1K notes · View notes
billfarrah · 1 month
Text
One of my favourite things about Young Royals and its characters is how much it romanticizes being utterly ordinary.
Stories often focus on characters who are exceptionally good at something or who are more ambitious than the average person. Even in the teen shows I’ve watched, these young characters always seemed to have their dream career and dream university figured out at a young age and I could never relate to that because I had none of those things figured out as a teen. It always felt like pushing this narrative that teenagers need to have their entire lives figured out before their brains are even fully developed.
None of the characters in YR seem particularly ambitious and in fact, the main character’s journey is a story of anti-ambition. When he is introduced to Simon, it is precisely Simon’s ordinariness that draws Wille to him. Sure, Simon is a very talented singer, but it’s never indicated within the series that he has dreams of being a pop star. It’s just something he likes to do. Simon is motivated by very ordinary things - he wants to do well in school so he can have better opportunities for himself, he wants to take care of his family, he wants to hang out with his friends and play video games. He’s a dedicated student but not necessarily valedictorian. It’s not his ambition that Wille is drawn to but his integrity and kindness and warmth.

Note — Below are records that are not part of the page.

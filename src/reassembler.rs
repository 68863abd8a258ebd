//! Producer-side reassembly of chunked byte streams into frames.
//!
//! [`FrameReassembler`] owns the pending buffer for one connection. Each call
//! to [`FrameReassembler::ingest`] appends a chunk and then extracts frames
//! until the active [`FramingStrategy`] finds no further complete frame, so the
//! buffer never holds a frame that could already have been emitted.
//!
//! The reassembler takes `&mut self` and performs no locking; the transport
//! that owns it feeds chunks serially.

use std::num::NonZeroUsize;

use bytes::BytesMut;
use tracing::{error, trace};

use crate::{
    error::StreamError,
    frame::Frame,
    metrics,
    strategy::FramingStrategy,
};

/// Initial pending buffer capacity, matching a typical serial read size.
const INITIAL_CAPACITY: usize = 1024;

/// Running counters kept by a [`FrameReassembler`].
#[derive(Clone, Copy, Debug, Default, PartialEq, Eq)]
pub struct ReassemblyStats {
    /// Bytes received through `ingest`.
    pub bytes_in: u64,
    /// Frames emitted.
    pub frames: u64,
    /// Bytes discarded while searching for a fixed-length header.
    pub resync_bytes: u64,
}

/// Stateful frame extractor for a single byte stream.
#[derive(Debug)]
pub struct FrameReassembler {
    strategy: FramingStrategy,
    pending: BytesMut,
    max_buffer: Option<NonZeroUsize>,
    stats: ReassemblyStats,
}

impl FrameReassembler {
    /// Create a reassembler with an unbounded pending buffer.
    #[must_use]
    pub fn new(strategy: FramingStrategy) -> Self { Self::with_max_buffer(strategy, None) }

    /// Create a reassembler that fails once more than `max_buffer` bytes stay
    /// pending after extraction.
    #[must_use]
    pub fn with_max_buffer(strategy: FramingStrategy, max_buffer: Option<NonZeroUsize>) -> Self {
        let capacity = if strategy.is_passthrough() {
            0
        } else {
            INITIAL_CAPACITY
        };
        Self {
            strategy,
            pending: BytesMut::with_capacity(capacity),
            max_buffer,
            stats: ReassemblyStats::default(),
        }
    }

    /// Append `chunk` and hand every completed frame to `emit`, in order.
    ///
    /// Empty chunks are ignored. Under [`FramingStrategy::None`] the chunk is
    /// emitted as-is without touching the pending buffer.
    ///
    /// ```
    /// use reframe::{FrameReassembler, FramingStrategy};
    ///
    /// let mut reassembler = FrameReassembler::new(FramingStrategy::Delimiter { marker: b'\n' });
    /// let mut frames = Vec::new();
    /// reassembler.ingest(b"Hello\nWor", |f| frames.push(f)).unwrap();
    /// reassembler.ingest(b"ld\n", |f| frames.push(f)).unwrap();
    ///
    /// assert_eq!(frames.len(), 2);
    /// assert_eq!(&frames[1][..], b"World\n");
    /// ```
    ///
    /// # Errors
    ///
    /// Returns [`StreamError::BufferOverflow`] when a configured maximum is
    /// exceeded after extraction. The pending buffer is discarded in that
    /// case; frames completed by the same chunk have already been emitted.
    pub fn ingest<F>(&mut self, chunk: &[u8], mut emit: F) -> Result<(), StreamError>
    where
        F: FnMut(Frame),
    {
        if chunk.is_empty() {
            return Ok(());
        }
        self.stats.bytes_in += chunk.len() as u64;

        if self.strategy.is_passthrough() {
            self.record_frame();
            emit(Frame::copy_from_slice(chunk));
            return Ok(());
        }

        self.pending.extend_from_slice(chunk);
        loop {
            let step = self.strategy.extract(&mut self.pending);
            if step.skipped > 0 {
                trace!(skipped = step.skipped, "resynchronising on frame header");
                self.stats.resync_bytes += step.skipped as u64;
                metrics::add_resync_bytes(step.skipped as u64);
            }
            let Some(bytes) = step.frame else { break };
            self.record_frame();
            emit(Frame::new(bytes));
        }

        self.enforce_limit()
    }

    /// Ingest a chunk and collect the completed frames.
    ///
    /// # Errors
    ///
    /// See [`FrameReassembler::ingest`].
    pub fn ingest_collect(&mut self, chunk: &[u8]) -> Result<Vec<Frame>, StreamError> {
        let mut frames = Vec::new();
        self.ingest(chunk, |frame| frames.push(frame))?;
        Ok(frames)
    }

    fn record_frame(&mut self) {
        self.stats.frames += 1;
        metrics::inc_frames(self.strategy.as_str());
    }

    fn enforce_limit(&mut self) -> Result<(), StreamError> {
        let Some(max) = self.max_buffer else {
            return Ok(());
        };
        let buffered = self.pending.len();
        if buffered <= max.get() {
            return Ok(());
        }
        self.pending.clear();
        metrics::inc_buffer_overflows();
        error!(
            buffered,
            max = max.get(),
            strategy = self.strategy.as_str(),
            "pending buffer overflow; stream is desynchronised"
        );
        Err(StreamError::BufferOverflow {
            buffered,
            max: max.get(),
        })
    }

    /// Discard any pending bytes, returning how many were dropped.
    pub fn reset(&mut self) -> usize {
        let dropped = self.pending.len();
        self.pending.clear();
        dropped
    }

    /// Number of bytes waiting for more input.
    #[must_use]
    pub fn buffered_len(&self) -> usize { self.pending.len() }

    /// Borrow the bytes waiting for more input.
    #[must_use]
    pub fn buffered(&self) -> &[u8] { &self.pending }

    /// Active framing strategy.
    #[must_use]
    pub const fn strategy(&self) -> FramingStrategy { self.strategy }

    /// Counters accumulated since creation.
    #[must_use]
    pub const fn stats(&self) -> ReassemblyStats { self.stats }
}

#[cfg(test)]
mod tests {
    use rstest::{fixture, rstest};

    use super::*;

    #[fixture]
    fn lines() -> FrameReassembler { FrameReassembler::new(FramingStrategy::Delimiter { marker: 0x0A }) }

    fn fixed(header: u8, length: usize) -> FrameReassembler {
        FrameReassembler::new(FramingStrategy::FixedLength {
            header,
            length: NonZeroUsize::new(length).expect("non-zero length"),
        })
    }

    #[rstest]
    fn splits_two_lines_from_one_chunk(mut lines: FrameReassembler) {
        let frames = lines.ingest_collect(b"Hello\nWorld\n").expect("ingest");
        assert_eq!(frames, vec![Frame::from_static(b"Hello\n"), Frame::from_static(b"World\n")]);
        assert_eq!(lines.buffered_len(), 0);
    }

    #[rstest]
    fn retains_partial_line_until_marker_arrives(mut lines: FrameReassembler) {
        let frames = lines.ingest_collect(b"Hello\nWor").expect("ingest");
        assert_eq!(frames, vec![Frame::from_static(b"Hello\n")]);
        assert_eq!(lines.buffered(), b"Wor");

        let frames = lines.ingest_collect(b"ld\n").expect("ingest");
        assert_eq!(frames, vec![Frame::from_static(b"World\n")]);
        assert!(lines.buffered().is_empty());
    }

    #[test]
    fn fixed_length_resync_drops_stray_byte() {
        let mut reassembler = fixed(0xAA, 9);
        let input = [0x01, 0xAA, 0x10, 0x11, 0x12, 0x13, 0x14, 0x15, 0x16, 0x17];

        let frames = reassembler.ingest_collect(&input).expect("ingest");

        assert_eq!(frames.len(), 1);
        assert_eq!(frames[0].as_bytes(), &input[1..]);
        assert_eq!(reassembler.stats().resync_bytes, 1);
        assert_eq!(reassembler.buffered_len(), 0);
    }

    #[test]
    fn minimum_length_flushes_on_second_chunk() {
        let mut reassembler = FrameReassembler::new(FramingStrategy::MinimumLength { length: 5 });

        assert!(reassembler.ingest_collect(&[1, 2, 3]).expect("ingest").is_empty());
        let frames = reassembler.ingest_collect(&[4, 5, 6]).expect("ingest");

        assert_eq!(frames, vec![Frame::from(vec![1, 2, 3, 4, 5, 6])]);
        assert_eq!(reassembler.buffered_len(), 0);
    }

    #[test]
    fn passthrough_emits_each_chunk() {
        let mut reassembler = FrameReassembler::new(FramingStrategy::None);
        let frames = reassembler.ingest_collect(b"abc").expect("ingest");
        assert_eq!(frames, vec![Frame::from_static(b"abc")]);
        assert_eq!(reassembler.buffered_len(), 0);
    }

    #[rstest]
    #[case(FramingStrategy::None)]
    #[case(FramingStrategy::MinimumLength { length: 0 })]
    #[case(FramingStrategy::Delimiter { marker: 0 })]
    fn empty_chunks_are_ignored(#[case] strategy: FramingStrategy) {
        let mut reassembler = FrameReassembler::new(strategy);
        assert!(reassembler.ingest_collect(&[]).expect("ingest").is_empty());
        assert_eq!(reassembler.stats(), ReassemblyStats::default());
    }

    #[test]
    fn overflow_discards_buffer_after_emitting_complete_frames() {
        let mut reassembler = FrameReassembler::with_max_buffer(
            FramingStrategy::Delimiter { marker: b'\n' },
            NonZeroUsize::new(4),
        );

        let mut frames = Vec::new();
        let result = reassembler.ingest(b"ok\nno-marker-here", |f| frames.push(f));

        assert_eq!(frames, vec![Frame::from_static(b"ok\n")]);
        assert!(matches!(
            result,
            Err(StreamError::BufferOverflow { buffered: 14, max: 4 })
        ));
        assert_eq!(reassembler.buffered_len(), 0);
    }

    #[test]
    fn buffer_at_limit_is_accepted() {
        let mut reassembler = FrameReassembler::with_max_buffer(
            FramingStrategy::Delimiter { marker: b'\n' },
            NonZeroUsize::new(4),
        );
        assert!(reassembler.ingest_collect(b"abcd").is_ok());
        assert_eq!(reassembler.buffered_len(), 4);
    }

    #[rstest]
    fn reset_reports_dropped_bytes(mut lines: FrameReassembler) {
        lines.ingest_collect(b"partial").expect("ingest");
        assert_eq!(lines.reset(), 7);
        assert_eq!(lines.buffered_len(), 0);
    }

    #[test]
    fn stats_count_bytes_and_frames() {
        let mut reassembler = fixed(0xAA, 2);
        reassembler
            .ingest_collect(&[0x00, 0xAA, 0x01, 0xAA, 0x02, 0xAA])
            .expect("ingest");

        assert_eq!(
            reassembler.stats(),
            ReassemblyStats {
                bytes_in: 6,
                frames: 2,
                resync_bytes: 1,
            }
        );
        assert_eq!(reassembler.buffered(), &[0xAA]);
    }
}
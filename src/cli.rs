//! Command line interface for the `reframe` binary.
//!
//! The binary reads a byte stream from stdin or a TCP peer, reframes it with
//! the selected strategy and prints each frame as hex.

use std::{net::SocketAddr, num::NonZeroUsize};

use clap::{Parser, ValueEnum};

/// Framing strategy names accepted on the command line.
#[derive(Clone, Copy, Debug, PartialEq, Eq, ValueEnum)]
pub enum StrategyArg {
    /// Each read becomes one frame.
    None,
    /// Fixed-size frames starting with `--header`.
    FixedLength,
    /// Flush everything once `--length` bytes are buffered.
    MinimumLength,
    /// Frames end with `--marker`.
    Delimiter,
}

/// Command line arguments for the `reframe` binary.
#[derive(Debug, Parser)]
#[command(name = "reframe", version, about = "Reframe a byte stream and print frames as hex")]
pub struct Cli {
    /// Framing strategy.
    #[arg(short, long, value_enum, default_value_t = StrategyArg::None)]
    pub strategy: StrategyArg,

    /// Header byte in hex, for fixed-length framing.
    #[arg(long)]
    pub header: Option<String>,

    /// Frame length (fixed-length) or flush threshold (minimum-length).
    #[arg(short, long)]
    pub length: Option<usize>,

    /// Delimiter byte in hex, for delimiter framing.
    #[arg(short, long)]
    pub marker: Option<String>,

    /// Fail once this many bytes are buffered without completing a frame.
    #[arg(long)]
    pub max_buffer: Option<NonZeroUsize>,

    /// Log every frame with its source and size.
    #[arg(short, long)]
    pub diagnostics: bool,

    /// Read from a TCP peer instead of stdin.
    #[arg(short, long)]
    pub connect: Option<SocketAddr>,

    /// Serve Prometheus metrics on this address.
    #[arg(long)]
    pub metrics_addr: Option<SocketAddr>,
}
//! Test utilities for exercising a [`StreamEngine`](reframe::StreamEngine).
//!
//! Provides recording sinks, helpers for chunking input as a transport
//! would, and a serialised log capture fixture.
//!
//! ```rust
//! use reframe::{EngineConfig, FramingStrategy, StreamEngine};
//! use reframe_testing::{FrameRecorder, one_byte_chunks};
//!
//! let recorder = FrameRecorder::new();
//! let mut engine = StreamEngine::builder(EngineConfig::new(FramingStrategy::Delimiter {
//!     marker: b'\n',
//! }))
//! .on_frame_immediate(recorder.sink())
//! .build();
//!
//! for chunk in one_byte_chunks(b"a\nb\n") {
//!     engine.ingest(&chunk).unwrap();
//! }
//! assert_eq!(recorder.payloads(), vec![b"a\n".to_vec(), b"b\n".to_vec()]);
//! ```

pub mod chunks;
pub mod logging;
pub mod recorder;

pub use chunks::{one_byte_chunks, split_at_offsets, split_every};
pub use logging::{LoggerHandle, logger};
pub use recorder::{Delivery, FrameRecorder};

Wille had a chance to be extraordinary - to be Sweden’s first gay king - but being extraordinary has never been Wille’s ambition. Wille’s ultimate goal and dream within the series’ narrative is to be free to make his own decisions and live his life as he pleases. He just wants to kiss his boyfriend and get drunk at parties and live his life one day at a time instead of spending every moment of his life preparing for an inevitable future he doesn’t want. In the end Wille is extraordinary not for his ambition, but for his bravery to reject the expectations thrust upon him and throw himself into the unknown and see where it takes him. Wille had a whole future in front of him as crown prince and future king - he’d never have to work a day in his life and would have people advising his every move - and he rejects that. This lack of ambition is not portrayed as a moral failure, but a necessary step in Wille’s journey to personal self-discovery and fulfillment of his own desires. His desire right now is simple - be free with Simon, but that doesn’t mean his dreams end here forever. He deserves peace and tranquility after all the trauma he’s been through without having to worry about where or who he’s gonna be in a few years. He deserves time to just exist.
None of the characters know where they’re going when they drive away at the end. We as the audience don’t know what careers if any these characters will find themselves in, but that’s also not important to this story. The series is saying you don’t have to have everything figured out when you’re 17 and you don’t have to do something just because your parents think they know what’s best for you and even if you don’t know exactly what you want to do, that doesn’t mean you don’t have the agency to know what you don’t want.
It’s not a moral failing to want the simple things in life or to be ordinary, and I love that Young Royals celebrates that. It shows the beauty in simple moments that feel revolutionary to a person - touching the person you love, forgiving someone and making amends after a hardship, whooping with your friends in a car as you drive into the summer and celebrates them. Ultimately these are the moments that make life worth living.